*EXERCISE DESCRIPTION*: From the first record to the last, write out each one exactly.

---------------

#[cfg(test)]
mod tests {
    use super::*;
    use refgl_core::{ChannelOrder, ChannelType};

    fn rgba8() -> TextureFormat {
        TextureFormat::new(ChannelOrder::RGBA, ChannelType::UnormInt8)
    }

    fn full_chain(texture: &mut Texture, face: Option<CubeFace>, size: u32) {
        let mut level = 0;
        loop {
            let (w, h, _) = mip_dimensions(size, size, 1, level);
            texture.alloc_level(face, level, rgba8(), w, h, 1);
            if w == 1 && h == 1 {
                break;
            }
            level += 1;
        }
    }

    #[test]
    fn test_sampler_defaults() {
        let sampler = SamplerState::default();
        assert_eq!(sampler.wrap_s, GL_REPEAT);
        assert_eq!(sampler.min_filter, GL_NEAREST_MIPMAP_LINEAR);
        assert_eq!(sampler.mag_filter, GL_LINEAR);
        assert_eq!(sampler.compare_mode, GL_NONE);
        assert_eq!(sampler.border_color, [0.0; 4]);
    }

    #[test]
    fn test_bind_check() {
        let mut texture = Texture::new();
        assert_eq!(texture.check_bind(TextureType::Texture3D), BindCheck::Untyped);
        texture.init_type(TextureType::Texture3D);
        assert_eq!(texture.check_bind(TextureType::Texture3D), BindCheck::Matches);
        assert_eq!(texture.check_bind(TextureType::Texture2D), BindCheck::Mismatch);
    }

    #[test]
    fn test_mipmapped_completeness() {
        let mut texture = Texture::with_type(TextureType::Texture2D);
        texture.alloc_level(None, 0, rgba8(), 4, 4, 1);
        assert!(!texture.is_complete());
        assert_eq!(texture.view().num_levels, 1);

        texture.alloc_level(None, 1, rgba8(), 2, 2, 1);
        texture.alloc_level(None, 2, rgba8(), 1, 1, 1);
        assert!(texture.is_complete());
        assert_eq!(texture.view().num_levels, 3);
    }

    #[test]
    fn test_wrong_level_size_is_incomplete() {
        let mut texture = Texture::with_type(TextureType::Texture2D);
        texture.alloc_level(None, 0, rgba8(), 4, 4, 1);
        texture.alloc_level(None, 1, rgba8(), 3, 2, 1);
        texture.alloc_level(None, 2, rgba8(), 1, 1, 1);
        assert!(!texture.is_complete());
        assert_eq!(texture.view().num_levels, 1);
    }

    #[test]
    fn test_view_follows_filter_and_level_range() {
        let mut texture = Texture::with_type(TextureType::Texture2D);
        texture.alloc_level(None, 0, rgba8(), 8, 8, 1);
        assert!(!texture.is_complete());

        texture.sampler.min_filter = GL_LINEAR;
        texture.update_view();
        assert!(texture.is_complete());
        assert_eq!(texture.view().num_levels, 1);

        texture.sampler.min_filter = GL_LINEAR_MIPMAP_LINEAR;
        texture.max_level = 0;
        texture.update_view();
        assert!(texture.is_complete());

        texture.base_level = 1;
        texture.max_level = 1000;
        texture.update_view();
        assert!(!texture.is_complete());
    }

    #[test]
    fn test_cube_needs_every_face() {
        let mut texture = Texture::with_type(TextureType::CubeMap);
        for face in &CubeFace::ALL[..5] {
            full_chain(&mut texture, Some(*face), 4);
        }
        assert!(!texture.is_complete());
        full_chain(&mut texture, Some(CubeFace::NegativeZ), 4);
        assert!(texture.is_complete());
    }

    #[test]
    fn test_3d_levels_halve_depth() {
        let mut texture = Texture::with_type(TextureType::Texture3D);
        texture.sampler.min_filter = GL_NEAREST_MIPMAP_NEAREST;
        texture.alloc_level(None, 0, rgba8(), 2, 2, 4);
        texture.alloc_level(None, 1, rgba8(), 1, 1, 2);
        assert!(!texture.is_complete());
        texture.alloc_level(None, 2, rgba8(), 1, 1, 1);
        assert!(texture.is_complete());
    }

    #[test]
    fn test_face_targets() {
        assert_eq!(
            CubeFace::from_gl(GL_TEXTURE_CUBE_MAP_NEGATIVE_Y),
            Some(CubeFace::NegativeY)
        );
        assert_eq!(CubeFace::from_gl(GL_TEXTURE_CUBE_MAP), None);
        assert_eq!(CubeFace::from_gl(GL_TEXTURE_CUBE_MAP_NEGATIVE_Z + 1), None);
        assert_eq!(
            ImageTarget2D::from_gl(GL_TEXTURE_CUBE_MAP_POSITIVE_Z),
            Some(ImageTarget2D::Face(CubeFace::PositiveZ))
        );
        assert_eq!(ImageTarget2D::from_gl(GL_TEXTURE_3D), None);
    }
}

---------------

*ANSWER BELOW*:
#[cfg(test)]
mod tests {
    use super::*;
    use refgl_core::{ChannelOrder, ChannelType};

    fn rgba8() -> TextureFormat {
        TextureFormat::new(ChannelOrder::RGBA, ChannelType::UnormInt8)
    }

    fn full_chain(texture: &mut Texture, face: Option<CubeFace>, size: u32) {
        let mut level = 0;
        loop {
            let (w, h, _) = mip_dimensions(size, size, 1, level);
            texture.alloc_level(face, level, rgba8(), w, h, 1);
            if w == 1 && h == 1 {
                break;
            }
            level += 1;
        }
    }

    #[test]
    fn test_sampler_defaults() {
        let sampler = SamplerState::default();
        assert_eq!(sampler.wrap_s, GL_REPEAT);
        assert_eq!(sampler.min_filter, GL_NEAREST_MIPMAP_LINEAR);
        assert_eq!(sampler.mag_filter, GL_LINEAR);
        assert_eq!(sampler.compare_mode, GL_NONE);
        assert_eq!(sampler.border_color, [0.0; 4]);
    }

    #[test]
    fn test_bind_check() {
        let mut texture = Texture::new();
        assert_eq!(texture.check_bind(TextureType::Texture3D), BindCheck::Untyped);
        texture.init_type(TextureType::Texture3D);
        assert_eq!(texture.check_bind(TextureType::Texture3D), BindCheck::Matches);
        assert_eq!(texture.check_bind(TextureType::Texture2D), BindCheck::Mismatch);
    }

    #[test]
    fn test_mipmapped_completeness() {
        let mut texture = Texture::with_type(TextureType::Texture2D);
        texture.alloc_level(None, 0, rgba8(), 4, 4, 1);
        assert!(!texture.is_complete());
        assert_eq!(texture.view().num_levels, 1);

        texture.alloc_level(None, 1, rgba8(), 2, 2, 1);
        texture.alloc_level(None, 2, rgba8(), 1, 1, 1);
        assert!(texture.is_complete());
        assert_eq!(texture.view().num_levels, 3);
    }

    #[test]
    fn test_wrong_level_size_is_incomplete() {
        let mut texture = Texture::with_type(TextureType::Texture2D);
        texture.alloc_level(None, 0, rgba8(), 4, 4, 1);
        texture.alloc_level(None, 1, rgba8(), 3, 2, 1);
        texture.alloc_level(None, 2, rgba8(), 1, 1, 1);
        assert!(!texture.is_complete());
        assert_eq!(texture.view().num_levels, 1);
    }

    #[test]
    fn test_view_follows_filter_and_level_range() {
        let mut texture = Texture::with_type(TextureType::Texture2D);
        texture.alloc_level(None, 0, rgba8(), 8, 8, 1);
        assert!(!texture.is_complete());

        texture.sampler.min_filter = GL_LINEAR;
        texture.update_view();
        assert!(texture.is_complete());
        assert_eq!(texture.view().num_levels, 1);

        texture.sampler.min_filter = GL_LINEAR_MIPMAP_LINEAR;
        texture.max_level = 0;
        texture.update_view();
        assert!(texture.is_complete());

        texture.base_level = 1;
        texture.max_level = 1000;
        texture.update_view();
        assert!(!texture.is_complete());
    }

    #[test]
    fn test_cube_needs_every_face() {
        let mut texture = Texture::with_type(TextureType::CubeMap);
        for face in &CubeFace::ALL[..5] {
            full_chain(&mut texture, Some(*face), 4);
        }
        assert!(!texture.is_complete());
        full_chain(&mut texture, Some(CubeFace::NegativeZ), 4);
        assert!(texture.is_complete());
    }

    #[test]
    fn test_3d_levels_halve_depth() {
        let mut texture = Texture::with_type(TextureType::Texture3D);
        texture.sampler.min_filter = GL_NEAREST_MIPMAP_NEAREST;
        texture.alloc_level(None, 0, rgba8(), 2, 2, 4);
        texture.alloc_level(None, 1, rgba8(), 1, 1, 2);
        assert!(!texture.is_complete());
        texture.alloc_level(None, 2, rgba8(), 1, 1, 1);
        assert!(texture.is_complete());
    }

    #[test]
    fn test_face_targets() {
        assert_eq!(
            CubeFace::from_gl(GL_TEXTURE_CUBE_MAP_NEGATIVE_Y),
            Some(CubeFace::NegativeY)
        );
        assert_eq!(CubeFace::from_gl(GL_TEXTURE_CUBE_MAP), None);
        assert_eq!(CubeFace::from_gl(GL_TEXTURE_CUBE_MAP_NEGATIVE_Z + 1), None);
        assert_eq!(
            ImageTarget2D::from_gl(GL_TEXTURE_CUBE_MAP_POSITIVE_Z),
            Some(ImageTarget2D::Face(CubeFace::PositiveZ))
        );
        assert_eq!(ImageTarget2D::from_gl(GL_TEXTURE_3D), None);
    }
}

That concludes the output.